Task description
Report back each line of the data that contains the word "Orientation".

Study material
#####
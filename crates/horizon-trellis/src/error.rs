//! Error types for layouts and widgets.

use horizon_trellis_core::{SizerId, TrellisError};
use thiserror::Error;

/// Errors reported by the checked layout operations.
#[derive(Error, Debug)]
pub enum LayoutError {
    /// The layout's native sizer no longer exists.
    #[error("native sizer {0:?} no longer exists")]
    MissingSizer(SizerId),

    /// The toolkit rejected the operation, usually because a widget was
    /// destroyed.
    #[error(transparent)]
    Toolkit(#[from] TrellisError),
}

/// Result type for layout operations.
pub type LayoutResult<T> = Result<T, LayoutError>;
//! Core systems for Horizon Trellis.
//!
//! This crate provides the foundation the layout and drawing layers build on:
//!
//! - **Geometry**: integer and floating point points, sizes, rectangles and
//!   per-side spacing
//! - **Native model**: widgets with parent/child ownership and tab order,
//!   box sizers with a constraint solver, paint requests and screens
//! - **Configuration**: spacing metrics, default border, drawing backend
//! - **Logging**: `tracing` targets for each subsystem
//!
//! # Example
//!
//! ```
//! use horizon_trellis_core::{Orientation, SizeI, SizerChild, SizerFlags, Toolkit};
//!
//! let toolkit = Toolkit::default();
//! let frame = toolkit.create_widget(None, SizeI::new(200, 60)).unwrap();
//! let ok = toolkit.create_widget(Some(frame), SizeI::new(80, 24)).unwrap();
//!
//! let row = toolkit.create_sizer(Orientation::Horizontal);
//! toolkit
//!     .sizer_add(row, SizerChild::Window(ok), SizerFlags::new().proportion(1).expand())
//!     .unwrap();
//! toolkit.set_layout(frame, row).unwrap();
//!
//! assert_eq!(toolkit.geometry(ok).unwrap().size, SizeI::new(200, 60));
//! ```

pub mod config;
mod error;
pub mod geometry;
pub mod logging;
pub mod native;
pub mod sizer;

pub use config::{BackendKind, TrellisConfig};
pub use error::{TrellisError, TrellisResult};
pub use geometry::{
    Coord, Point, PointF, PointI, Rect, RectF, RectI, Sides, Size, SizeF, SizeI,
};
pub use logging::PerfSpan;
pub use native::{NativeRegistry, SizerId, SizerOwner, Toolkit, WidgetId};
pub use sizer::{HAlign, Orientation, SizerChild, SizerFlags, SizerItem, VAlign};

// Re-export the pixel buffer type used for screens.
pub use image::RgbaImage;
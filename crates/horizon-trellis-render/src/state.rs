//! Painter state and the save/restore stack.

use glam::{Affine2, Vec2};
use horizon_trellis_core::PointF;
use tracing::warn;

use crate::error::{PaintError, PaintResult};
use crate::paint::{DashPattern, LineCap, LineJoin, Stroke};
use crate::types::{Color, Font};

/// The drawing state a painter resolves paths against.
#[derive(Debug, Clone, PartialEq)]
pub struct PainterState {
    /// Color used by `fill`, `fill_rect` and `fill_text`.
    pub fill: Color,
    /// Color used by `stroke` and `stroke_rect`.
    pub stroke: Color,
    pub line_width: f32,
    pub line_cap: LineCap,
    pub line_join: LineJoin,
    pub line_dash: DashPattern,
    pub font: Font,
    /// User space to device space.
    pub transform: Affine2,
}

impl Default for PainterState {
    fn default() -> Self {
        Self {
            fill: Color::BLACK,
            stroke: Color::BLACK,
            line_width: 1.0,
            line_cap: LineCap::default(),
            line_join: LineJoin::default(),
            line_dash: DashPattern::SOLID,
            font: Font::default(),
            transform: Affine2::IDENTITY,
        }
    }
}

impl PainterState {
    /// Stroke style for the current state, with the line width and dash
    /// lengths scaled into device space.
    pub fn stroke_style(&self) -> Stroke {
        let scale = self.transform.matrix2.determinant().abs().sqrt();
        Stroke {
            color: self.stroke,
            width: self.line_width * scale,
            cap: self.line_cap,
            join: self.line_join,
            miter_limit: Stroke::default().miter_limit,
            dash: self.line_dash.scaled(scale),
        }
    }

    /// Map a user-space point to device space.
    #[inline]
    pub fn to_device(&self, point: PointF) -> PointF {
        let p = self.transform.transform_point2(Vec2::new(point.x, point.y));
        PointF::new(p.x, p.y)
    }
}

/// Current painter state plus the stack of saved states.
#[derive(Debug, Clone, Default)]
pub struct StateStack {
    stack: Vec<PainterState>,
    current: PainterState,
}

impl StateStack {
    /// Create a new state stack with default state.
    pub fn new() -> Self {
        Self::default()
    }

    /// Get the current state.
    #[inline]
    pub fn current(&self) -> &PainterState {
        &self.current
    }

    /// Get mutable access to the current state.
    #[inline]
    pub fn current_mut(&mut self) -> &mut PainterState {
        &mut self.current
    }

    /// Save the current state.
    pub fn save(&mut self) {
        self.stack.push(self.current.clone());
    }

    /// Restore the most recently saved state.
    ///
    /// With nothing saved the current state is kept and
    /// [`PaintError::StateUnderflow`] is returned.
    pub fn restore(&mut self) -> PaintResult<()> {
        match self.stack.pop() {
            Some(state) => {
                self.current = state;
                Ok(())
            }
            None => {
                warn!(
                    target: "horizon_trellis_render::painter",
                    "restore() without a matching save(); keeping current state"
                );
                Err(PaintError::StateUnderflow)
            }
        }
    }

    /// Number of saved states.
    #[inline]
    pub fn depth(&self) -> usize {
        self.stack.len()
    }

    /// Reset to default state and clear the stack.
    pub fn reset(&mut self) {
        self.stack.clear();
        self.current = PainterState::default();
    }

    /// Apply a translation in user space.
    pub fn translate(&mut self, dx: f32, dy: f32) {
        self.current.transform = self.current.transform * Affine2::from_translation(Vec2::new(dx, dy));
    }

    /// Apply a scale in user space.
    pub fn scale(&mut self, sx: f32, sy: f32) {
        self.current.transform = self.current.transform * Affine2::from_scale(Vec2::new(sx, sy));
    }

    /// Apply a rotation in radians, clockwise in device space.
    pub fn rotate(&mut self, angle: f32) {
        self.current.transform = self.current.transform * Affine2::from_angle(angle);
    }
}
#####
Reply
//! use horizon_trellis_core::{Orientation, SizeI, SizerChild, SizerFlags, Toolkit};
//! let row = toolkit.create_sizer(Orientation::Horizontal);
pub use sizer::{HAlign, Orientation, SizerChild, SizerFlags, SizerItem, VAlign};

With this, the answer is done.